Baghdad has gone from being 65 percent Sunni to being 75 percent Shiite
September 10, 2007 4:45 am IraqMcClatchy Washington Bureau | 09/09/2007 | Security in Iraq still elusive
Baghdad has become more segregated. Sunni Muslims in the capital now live in ghettos encircled by concrete blast walls to stop militia attacks and car bombs. Shiite militias continue to push to control the city’s last mixed Sunni-Shiite neighborhoods in the southwest, by murdering and intimidating Sunni residents and, sometimes, their Shiite neighbors. Services havent improved across most of the capital — the international aid group Oxfam reported in July that only 30 percent of Iraqis have access to clean water, compared with 50 percent in 2003 — and tens of thousands of Iraqis are fleeing their homes each month in search of safety.
Iraqi security forces remain heavily infiltrated by militias, and political leaders continue to intervene in their activities.

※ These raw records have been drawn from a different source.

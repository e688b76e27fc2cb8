//! Proxy-trust stage
//!
//! Establishes the client identity every later stage observes. In
//! production the service sits behind exactly one trusted reverse-proxy hop,
//! so the right-most `X-Forwarded-*` entry corrects the apparent address,
//! scheme and host. Outside production the forwarding headers are ignored
//! and the socket peer is authoritative.

use std::net::{IpAddr, Ipv4Addr, SocketAddr};

use axum::{
    body::Body,
    extract::{ConnectInfo, State},
    http::{header, Request},
    middleware::Next,
    response::Response,
};

use crate::api::state::AppState;
use crate::config::Settings;

/// The corrected client identity, attached as a request extension.
#[derive(Debug, Clone)]
pub struct ClientIdentity {
    pub addr: IpAddr,
    pub scheme: String,
    pub host: String,
}

pub async fn proxy_trust(
    State(state): State<AppState>,
    mut request: Request<Body>,
    next: Next,
) -> Response {
    let identity = resolve_identity(&state.settings, &request);
    request.extensions_mut().insert(identity);
    next.run(request).await
}

fn resolve_identity(settings: &Settings, request: &Request<Body>) -> ClientIdentity {
    let socket_addr = request
        .extensions()
        .get::<ConnectInfo<SocketAddr>>()
        .map(|ConnectInfo(addr)| addr.ip())
        .unwrap_or(IpAddr::V4(Ipv4Addr::LOCALHOST));

    let mut identity = ClientIdentity {
        addr: socket_addr,
        scheme: request
            .uri()
            .scheme_str()
            .unwrap_or("http")
            .to_string(),
        host: header_value(request, header::HOST.as_str())
            .unwrap_or("localhost")
            .to_string(),
    };

    if !settings.environment.is_production() {
        return identity;
    }

    if let Some(forwarded) = header_value(request, "x-forwarded-for") {
        if let Some(addr) = last_hop(forwarded).and_then(|hop| hop.parse().ok()) {
            identity.addr = addr;
        }
    }
    if let Some(proto) = header_value(request, "x-forwarded-proto") {
        if let Some(scheme) = last_hop(proto) {
            identity.scheme = scheme.to_ascii_lowercase();
        }
    }
    if let Some(host) = header_value(request, "x-forwarded-host") {
        if let Some(host) = last_hop(host) {
            identity.host = host.to_string();
        }
    }

    identity
}

fn header_value<'a>(request: &'a Request<Body>, name: &str) -> Option<&'a str> {
    request.headers().get(name).and_then(|v| v.to_str().ok())
}

/// The entry appended by the one trusted upstream hop: the right-most value.
fn last_hop(raw: &str) -> Option<&str> {
    raw.rsplit(',').next().map(str::trim).filter(|s| !s.is_empty())
}

#[cfg(test)]
mod tests {
    use super::*;
    use std::collections::HashMap;

    fn settings(environment: &str) -> Settings {
        let vars: HashMap<String, String> = [
            ("ENVIRONMENT", environment),
            ("SECRET_KEY", "s"),
            ("JWT_SECRET_KEY", "j"),
            ("PGUSER", "u"),
            ("PGPASSWORD", "p"),
            ("PGDATABASE", "d"),
            ("CORS_ORIGINS", "https://app.example.com"),
        ]
        .iter()
        .map(|(k, v)| (k.to_string(), v.to_string()))
        .collect();

        Settings::resolve(&vars).unwrap()
    }

    fn request_with_headers(headers: &[(&str, &str)]) -> Request<Body> {
        let mut builder = Request::builder().uri("/api/");
        for (name, value) in headers {
            builder = builder.header(*name, *value);
        }
        let mut request = builder.body(Body::empty()).unwrap();
        request.extensions_mut().insert(ConnectInfo(SocketAddr::from((
            [192, 0, 2, 1],
            50000,
        ))));
        request
    }

    #[test]
    fn test_socket_address_used_in_development() {
        let request = request_with_headers(&[("x-forwarded-for", "203.0.113.7")]);
        let identity = resolve_identity(&settings("development"), &request);

        assert_eq!(identity.addr, IpAddr::V4(Ipv4Addr::new(192, 0, 2, 1)));
    }

    #[test]
    fn test_forwarded_address_wins_in_production() {
        let request = request_with_headers(&[
            ("x-forwarded-for", "203.0.113.7"),
            ("x-forwarded-proto", "https"),
            ("x-forwarded-host", "api.example.com"),
        ]);
        let identity = resolve_identity(&settings("production"), &request);

        assert_eq!(identity.addr, IpAddr::V4(Ipv4Addr::new(203, 0, 113, 7)));
        assert_eq!(identity.scheme, "https");
        assert_eq!(identity.host, "api.example.com");
    }

    #[test]
    fn test_only_the_last_hop_is_trusted() {
        let request =
            request_with_headers(&[("x-forwarded-for", "198.51.100.9, 203.0.113.7")]);
        let identity = resolve_identity(&settings("production"), &request);

        assert_eq!(identity.addr, IpAddr::V4(Ipv4Addr::new(203, 0, 113, 7)));
    }

    #[test]
    fn test_unparseable_forwarded_address_falls_back_to_socket() {
        let request = request_with_headers(&[("x-forwarded-for", "not-an-address")]);
        let identity = resolve_identity(&settings("production"), &request);

        assert_eq!(identity.addr, IpAddr::V4(Ipv4Addr::new(192, 0, 2, 1)));
    }

    #[test]
    fn test_missing_connect_info_defaults_to_loopback() {
        let request = Request::builder()
            .uri("/api/")
            .body(Body::empty())
            .unwrap();
        let identity = resolve_identity(&settings("development"), &request);

        assert_eq!(identity.addr, IpAddr::V4(Ipv4Addr::LOCALHOST));
    }
}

Civilian deaths haven’t decreased in any significant way across the country, according to statistics from the Iraqi Interior Ministry, and numbers gathered by McClatchy Newspapers show no consistent downward trend even in Baghdad, despite military assertions to the contrary. The military has provided no hard numbers to back the claim.
The only sign of progress is in the homogenous Sunni Arab province of Anbar, where tribes have turned on al Qaida in Iraq and established relative security in a once violent area. But that success has little to do with the 4,000 U.S. troops who were sent to Anbar as part of the surge of 30,000 additional troops to Iraq. Instead, it began more than four months earlier, with the formation last September of the Anbar Salvation Council to fight the escalating terror of Sunni extremists. Officials agree that the anti-Islamist coalition in Anbar has yet to ally itself with the Shiite-led government in Baghdad, and a recent National Intelligence Estimate warned that it might even threaten it.